→ Description of the task
Look through the records, and wherever the string "BridgeError" turns up, copy out that line.

Stored data entries
Content starts
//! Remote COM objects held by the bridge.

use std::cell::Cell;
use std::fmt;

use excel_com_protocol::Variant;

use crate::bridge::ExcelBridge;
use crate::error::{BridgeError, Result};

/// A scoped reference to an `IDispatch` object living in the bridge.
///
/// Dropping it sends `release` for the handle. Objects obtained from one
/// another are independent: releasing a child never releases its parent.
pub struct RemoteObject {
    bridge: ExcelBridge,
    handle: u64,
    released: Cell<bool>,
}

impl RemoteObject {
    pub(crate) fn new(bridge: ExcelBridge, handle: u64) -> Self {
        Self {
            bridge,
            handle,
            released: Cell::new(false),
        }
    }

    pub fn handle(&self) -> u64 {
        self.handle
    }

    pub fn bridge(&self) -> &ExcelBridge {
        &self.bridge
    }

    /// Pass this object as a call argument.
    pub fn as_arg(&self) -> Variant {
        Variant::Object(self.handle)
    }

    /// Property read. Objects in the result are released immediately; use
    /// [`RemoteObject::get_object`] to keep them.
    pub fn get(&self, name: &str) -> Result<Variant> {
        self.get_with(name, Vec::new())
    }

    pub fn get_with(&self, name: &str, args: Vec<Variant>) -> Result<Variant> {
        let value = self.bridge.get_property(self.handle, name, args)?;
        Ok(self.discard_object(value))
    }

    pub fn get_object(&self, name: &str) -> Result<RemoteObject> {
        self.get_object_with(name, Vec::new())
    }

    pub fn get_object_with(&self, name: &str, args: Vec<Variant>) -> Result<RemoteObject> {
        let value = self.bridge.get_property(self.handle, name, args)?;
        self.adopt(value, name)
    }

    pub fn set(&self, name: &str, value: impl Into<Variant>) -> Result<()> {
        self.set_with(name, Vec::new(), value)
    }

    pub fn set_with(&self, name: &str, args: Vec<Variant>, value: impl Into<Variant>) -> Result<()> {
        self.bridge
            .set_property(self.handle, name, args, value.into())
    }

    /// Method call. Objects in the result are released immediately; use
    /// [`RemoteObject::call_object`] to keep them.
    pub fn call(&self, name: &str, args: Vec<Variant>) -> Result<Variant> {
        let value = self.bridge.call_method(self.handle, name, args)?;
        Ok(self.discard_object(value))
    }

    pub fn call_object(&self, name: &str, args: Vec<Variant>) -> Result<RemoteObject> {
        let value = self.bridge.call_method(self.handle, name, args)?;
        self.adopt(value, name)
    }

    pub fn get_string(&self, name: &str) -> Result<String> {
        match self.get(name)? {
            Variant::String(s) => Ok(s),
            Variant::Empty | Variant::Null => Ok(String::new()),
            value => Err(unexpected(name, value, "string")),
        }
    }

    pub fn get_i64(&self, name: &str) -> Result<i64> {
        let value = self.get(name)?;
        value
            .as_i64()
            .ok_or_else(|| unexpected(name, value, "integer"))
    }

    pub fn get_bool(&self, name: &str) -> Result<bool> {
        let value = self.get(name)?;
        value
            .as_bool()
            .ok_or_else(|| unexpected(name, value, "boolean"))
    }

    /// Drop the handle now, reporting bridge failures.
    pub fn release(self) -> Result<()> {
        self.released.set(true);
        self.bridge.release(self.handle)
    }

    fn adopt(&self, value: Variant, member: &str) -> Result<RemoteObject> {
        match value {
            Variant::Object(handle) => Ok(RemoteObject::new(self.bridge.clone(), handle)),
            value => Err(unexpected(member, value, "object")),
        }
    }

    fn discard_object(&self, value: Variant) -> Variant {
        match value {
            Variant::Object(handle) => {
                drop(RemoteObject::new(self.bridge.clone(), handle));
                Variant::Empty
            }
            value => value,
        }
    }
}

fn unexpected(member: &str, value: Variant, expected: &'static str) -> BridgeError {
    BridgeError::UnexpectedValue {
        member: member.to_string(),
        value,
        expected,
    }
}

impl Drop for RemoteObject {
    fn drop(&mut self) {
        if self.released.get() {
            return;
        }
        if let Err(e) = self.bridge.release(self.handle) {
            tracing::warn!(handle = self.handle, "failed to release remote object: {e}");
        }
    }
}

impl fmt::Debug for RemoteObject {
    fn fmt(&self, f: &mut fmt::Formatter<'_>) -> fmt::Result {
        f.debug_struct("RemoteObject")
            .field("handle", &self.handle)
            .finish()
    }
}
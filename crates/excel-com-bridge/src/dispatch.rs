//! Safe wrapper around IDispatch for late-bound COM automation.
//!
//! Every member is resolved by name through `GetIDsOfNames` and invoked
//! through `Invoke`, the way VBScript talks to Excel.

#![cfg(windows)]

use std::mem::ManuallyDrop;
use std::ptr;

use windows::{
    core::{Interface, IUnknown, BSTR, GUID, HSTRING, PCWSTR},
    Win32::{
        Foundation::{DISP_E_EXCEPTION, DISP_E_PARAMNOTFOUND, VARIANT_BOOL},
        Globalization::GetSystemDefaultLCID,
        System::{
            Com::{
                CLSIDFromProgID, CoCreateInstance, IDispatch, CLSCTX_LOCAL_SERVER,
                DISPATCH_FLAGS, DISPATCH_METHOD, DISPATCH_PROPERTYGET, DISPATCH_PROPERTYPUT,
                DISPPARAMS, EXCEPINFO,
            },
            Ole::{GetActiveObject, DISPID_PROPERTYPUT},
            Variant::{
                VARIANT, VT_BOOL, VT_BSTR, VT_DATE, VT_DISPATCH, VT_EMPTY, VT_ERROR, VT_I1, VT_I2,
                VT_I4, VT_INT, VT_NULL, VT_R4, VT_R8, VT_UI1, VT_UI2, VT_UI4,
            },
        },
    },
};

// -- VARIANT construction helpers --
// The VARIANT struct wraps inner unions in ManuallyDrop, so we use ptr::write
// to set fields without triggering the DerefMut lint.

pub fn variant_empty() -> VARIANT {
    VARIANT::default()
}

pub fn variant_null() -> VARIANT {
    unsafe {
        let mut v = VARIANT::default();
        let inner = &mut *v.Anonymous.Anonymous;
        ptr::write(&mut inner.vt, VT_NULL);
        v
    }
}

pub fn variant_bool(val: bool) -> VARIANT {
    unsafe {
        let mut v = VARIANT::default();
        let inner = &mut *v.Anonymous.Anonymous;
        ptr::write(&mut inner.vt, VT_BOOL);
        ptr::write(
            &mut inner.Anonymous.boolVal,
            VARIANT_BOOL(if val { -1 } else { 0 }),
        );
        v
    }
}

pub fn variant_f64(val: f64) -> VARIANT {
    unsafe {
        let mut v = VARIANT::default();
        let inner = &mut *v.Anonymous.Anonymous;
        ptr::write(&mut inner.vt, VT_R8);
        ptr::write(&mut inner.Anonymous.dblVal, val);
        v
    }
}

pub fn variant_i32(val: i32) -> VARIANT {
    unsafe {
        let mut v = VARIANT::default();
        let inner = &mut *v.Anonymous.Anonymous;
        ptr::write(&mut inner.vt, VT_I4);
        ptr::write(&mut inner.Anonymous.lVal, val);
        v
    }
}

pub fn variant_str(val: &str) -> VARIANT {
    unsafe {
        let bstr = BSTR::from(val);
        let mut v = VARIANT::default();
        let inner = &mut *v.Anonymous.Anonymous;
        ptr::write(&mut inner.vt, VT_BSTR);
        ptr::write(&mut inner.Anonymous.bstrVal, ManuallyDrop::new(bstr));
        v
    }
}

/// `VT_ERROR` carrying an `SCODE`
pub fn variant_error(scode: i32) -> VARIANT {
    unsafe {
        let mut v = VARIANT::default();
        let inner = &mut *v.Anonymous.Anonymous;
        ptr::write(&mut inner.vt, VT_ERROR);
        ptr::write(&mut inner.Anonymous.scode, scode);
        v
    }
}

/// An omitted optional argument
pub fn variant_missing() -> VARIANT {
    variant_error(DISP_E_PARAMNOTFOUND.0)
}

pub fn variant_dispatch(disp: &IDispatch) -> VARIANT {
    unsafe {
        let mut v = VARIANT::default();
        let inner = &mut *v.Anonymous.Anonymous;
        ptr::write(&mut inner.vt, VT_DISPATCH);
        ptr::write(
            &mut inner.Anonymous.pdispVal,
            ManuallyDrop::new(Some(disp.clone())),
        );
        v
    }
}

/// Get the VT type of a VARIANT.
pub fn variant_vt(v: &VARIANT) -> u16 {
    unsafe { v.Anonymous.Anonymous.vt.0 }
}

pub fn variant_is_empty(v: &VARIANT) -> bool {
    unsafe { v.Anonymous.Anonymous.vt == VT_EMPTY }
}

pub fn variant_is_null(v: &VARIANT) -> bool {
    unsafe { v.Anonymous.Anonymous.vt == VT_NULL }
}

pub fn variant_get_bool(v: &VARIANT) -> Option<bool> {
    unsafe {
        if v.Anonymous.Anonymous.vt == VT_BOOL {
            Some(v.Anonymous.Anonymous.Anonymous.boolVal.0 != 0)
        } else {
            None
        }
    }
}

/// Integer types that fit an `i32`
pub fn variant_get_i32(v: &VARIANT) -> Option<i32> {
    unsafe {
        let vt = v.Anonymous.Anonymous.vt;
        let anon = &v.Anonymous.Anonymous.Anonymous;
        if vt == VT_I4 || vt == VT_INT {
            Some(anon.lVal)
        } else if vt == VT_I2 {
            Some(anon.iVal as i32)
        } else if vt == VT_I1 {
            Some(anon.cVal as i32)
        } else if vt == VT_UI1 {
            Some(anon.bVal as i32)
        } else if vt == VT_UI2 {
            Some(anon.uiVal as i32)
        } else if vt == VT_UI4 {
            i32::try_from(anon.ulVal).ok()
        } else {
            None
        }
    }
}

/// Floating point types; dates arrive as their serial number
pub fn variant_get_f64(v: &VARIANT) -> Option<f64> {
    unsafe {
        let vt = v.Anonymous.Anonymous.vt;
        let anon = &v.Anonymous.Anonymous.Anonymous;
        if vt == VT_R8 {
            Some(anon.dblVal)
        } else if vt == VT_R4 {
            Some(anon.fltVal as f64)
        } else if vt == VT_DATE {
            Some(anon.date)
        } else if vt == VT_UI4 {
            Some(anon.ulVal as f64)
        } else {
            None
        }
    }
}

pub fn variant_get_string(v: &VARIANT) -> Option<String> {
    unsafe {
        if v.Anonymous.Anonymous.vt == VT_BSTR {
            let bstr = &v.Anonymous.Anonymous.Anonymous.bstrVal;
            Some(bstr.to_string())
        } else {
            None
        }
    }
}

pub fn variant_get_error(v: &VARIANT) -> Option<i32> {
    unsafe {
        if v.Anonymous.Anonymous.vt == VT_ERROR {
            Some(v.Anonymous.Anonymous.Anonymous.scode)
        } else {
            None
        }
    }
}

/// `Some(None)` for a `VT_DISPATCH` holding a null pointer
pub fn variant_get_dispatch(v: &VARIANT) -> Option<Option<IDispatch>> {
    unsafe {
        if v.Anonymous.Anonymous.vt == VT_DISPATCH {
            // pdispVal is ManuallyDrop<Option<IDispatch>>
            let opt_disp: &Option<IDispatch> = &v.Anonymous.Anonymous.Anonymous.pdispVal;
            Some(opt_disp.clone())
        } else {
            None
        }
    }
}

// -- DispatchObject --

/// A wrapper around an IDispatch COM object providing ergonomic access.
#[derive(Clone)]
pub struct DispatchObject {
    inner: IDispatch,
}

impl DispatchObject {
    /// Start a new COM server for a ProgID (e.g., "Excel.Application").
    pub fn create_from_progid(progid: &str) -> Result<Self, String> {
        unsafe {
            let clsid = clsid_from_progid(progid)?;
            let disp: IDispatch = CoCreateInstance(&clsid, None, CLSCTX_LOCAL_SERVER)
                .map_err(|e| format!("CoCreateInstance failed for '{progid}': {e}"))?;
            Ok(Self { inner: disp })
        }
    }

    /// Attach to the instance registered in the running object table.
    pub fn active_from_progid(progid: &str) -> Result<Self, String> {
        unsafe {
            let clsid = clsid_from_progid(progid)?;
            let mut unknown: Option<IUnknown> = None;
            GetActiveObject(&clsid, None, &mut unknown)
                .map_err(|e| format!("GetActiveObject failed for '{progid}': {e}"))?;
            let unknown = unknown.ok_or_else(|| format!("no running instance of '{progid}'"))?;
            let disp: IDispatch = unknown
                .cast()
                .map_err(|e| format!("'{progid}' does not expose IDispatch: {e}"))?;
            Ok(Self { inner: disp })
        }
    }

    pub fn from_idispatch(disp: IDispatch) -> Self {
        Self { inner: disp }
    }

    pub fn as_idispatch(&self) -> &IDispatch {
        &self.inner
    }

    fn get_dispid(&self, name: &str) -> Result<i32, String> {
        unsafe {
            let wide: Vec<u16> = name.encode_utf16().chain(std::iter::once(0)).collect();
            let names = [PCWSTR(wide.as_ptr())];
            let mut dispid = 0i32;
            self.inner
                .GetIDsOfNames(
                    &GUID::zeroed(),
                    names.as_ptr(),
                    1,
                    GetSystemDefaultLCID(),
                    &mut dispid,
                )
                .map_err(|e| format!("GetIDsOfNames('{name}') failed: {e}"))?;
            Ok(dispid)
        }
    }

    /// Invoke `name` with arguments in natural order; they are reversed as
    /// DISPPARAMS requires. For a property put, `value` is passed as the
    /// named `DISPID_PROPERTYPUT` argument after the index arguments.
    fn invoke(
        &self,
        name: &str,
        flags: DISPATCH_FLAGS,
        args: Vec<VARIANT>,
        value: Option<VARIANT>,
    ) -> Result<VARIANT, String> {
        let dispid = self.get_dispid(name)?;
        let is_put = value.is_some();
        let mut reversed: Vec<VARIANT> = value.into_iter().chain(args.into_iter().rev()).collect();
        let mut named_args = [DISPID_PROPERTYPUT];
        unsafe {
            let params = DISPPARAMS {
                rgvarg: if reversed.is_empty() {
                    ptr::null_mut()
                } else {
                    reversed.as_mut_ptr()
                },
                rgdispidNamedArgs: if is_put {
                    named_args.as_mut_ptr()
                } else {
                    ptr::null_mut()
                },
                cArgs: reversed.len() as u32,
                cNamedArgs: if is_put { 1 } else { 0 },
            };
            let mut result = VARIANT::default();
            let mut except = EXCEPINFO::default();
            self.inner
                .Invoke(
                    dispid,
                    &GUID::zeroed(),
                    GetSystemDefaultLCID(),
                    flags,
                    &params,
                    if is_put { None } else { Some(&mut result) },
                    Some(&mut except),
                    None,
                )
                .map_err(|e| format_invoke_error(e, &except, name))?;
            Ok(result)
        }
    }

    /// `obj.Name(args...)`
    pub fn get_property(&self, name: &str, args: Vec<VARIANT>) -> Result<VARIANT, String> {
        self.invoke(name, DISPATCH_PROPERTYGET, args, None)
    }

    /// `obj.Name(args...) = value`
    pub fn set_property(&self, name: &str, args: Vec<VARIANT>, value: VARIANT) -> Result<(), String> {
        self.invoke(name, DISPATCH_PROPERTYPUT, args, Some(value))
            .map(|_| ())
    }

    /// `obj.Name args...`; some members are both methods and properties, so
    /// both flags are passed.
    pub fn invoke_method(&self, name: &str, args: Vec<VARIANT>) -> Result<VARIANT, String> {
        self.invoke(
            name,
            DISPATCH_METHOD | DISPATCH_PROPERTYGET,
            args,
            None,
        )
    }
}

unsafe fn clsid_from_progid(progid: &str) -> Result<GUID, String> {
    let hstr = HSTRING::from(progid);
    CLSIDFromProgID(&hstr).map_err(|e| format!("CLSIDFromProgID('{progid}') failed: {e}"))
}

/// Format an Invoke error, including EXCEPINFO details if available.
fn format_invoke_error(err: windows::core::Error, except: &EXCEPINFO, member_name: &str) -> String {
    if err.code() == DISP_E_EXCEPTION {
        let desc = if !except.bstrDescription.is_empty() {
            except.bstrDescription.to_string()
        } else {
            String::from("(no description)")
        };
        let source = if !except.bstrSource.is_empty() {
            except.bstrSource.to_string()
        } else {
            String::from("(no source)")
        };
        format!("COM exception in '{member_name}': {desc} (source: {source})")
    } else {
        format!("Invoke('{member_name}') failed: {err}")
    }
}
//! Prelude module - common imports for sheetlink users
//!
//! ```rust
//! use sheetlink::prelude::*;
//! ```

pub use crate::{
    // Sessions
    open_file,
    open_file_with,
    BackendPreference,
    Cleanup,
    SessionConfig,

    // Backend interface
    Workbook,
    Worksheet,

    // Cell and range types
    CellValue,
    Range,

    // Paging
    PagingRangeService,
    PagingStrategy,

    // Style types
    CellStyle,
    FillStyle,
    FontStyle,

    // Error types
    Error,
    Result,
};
Content ends
→ Solution
use crate::error::{BridgeError, Result};
fn unexpected(member: &str, value: Variant, expected: &'static str) -> BridgeError {
    BridgeError::UnexpectedValue {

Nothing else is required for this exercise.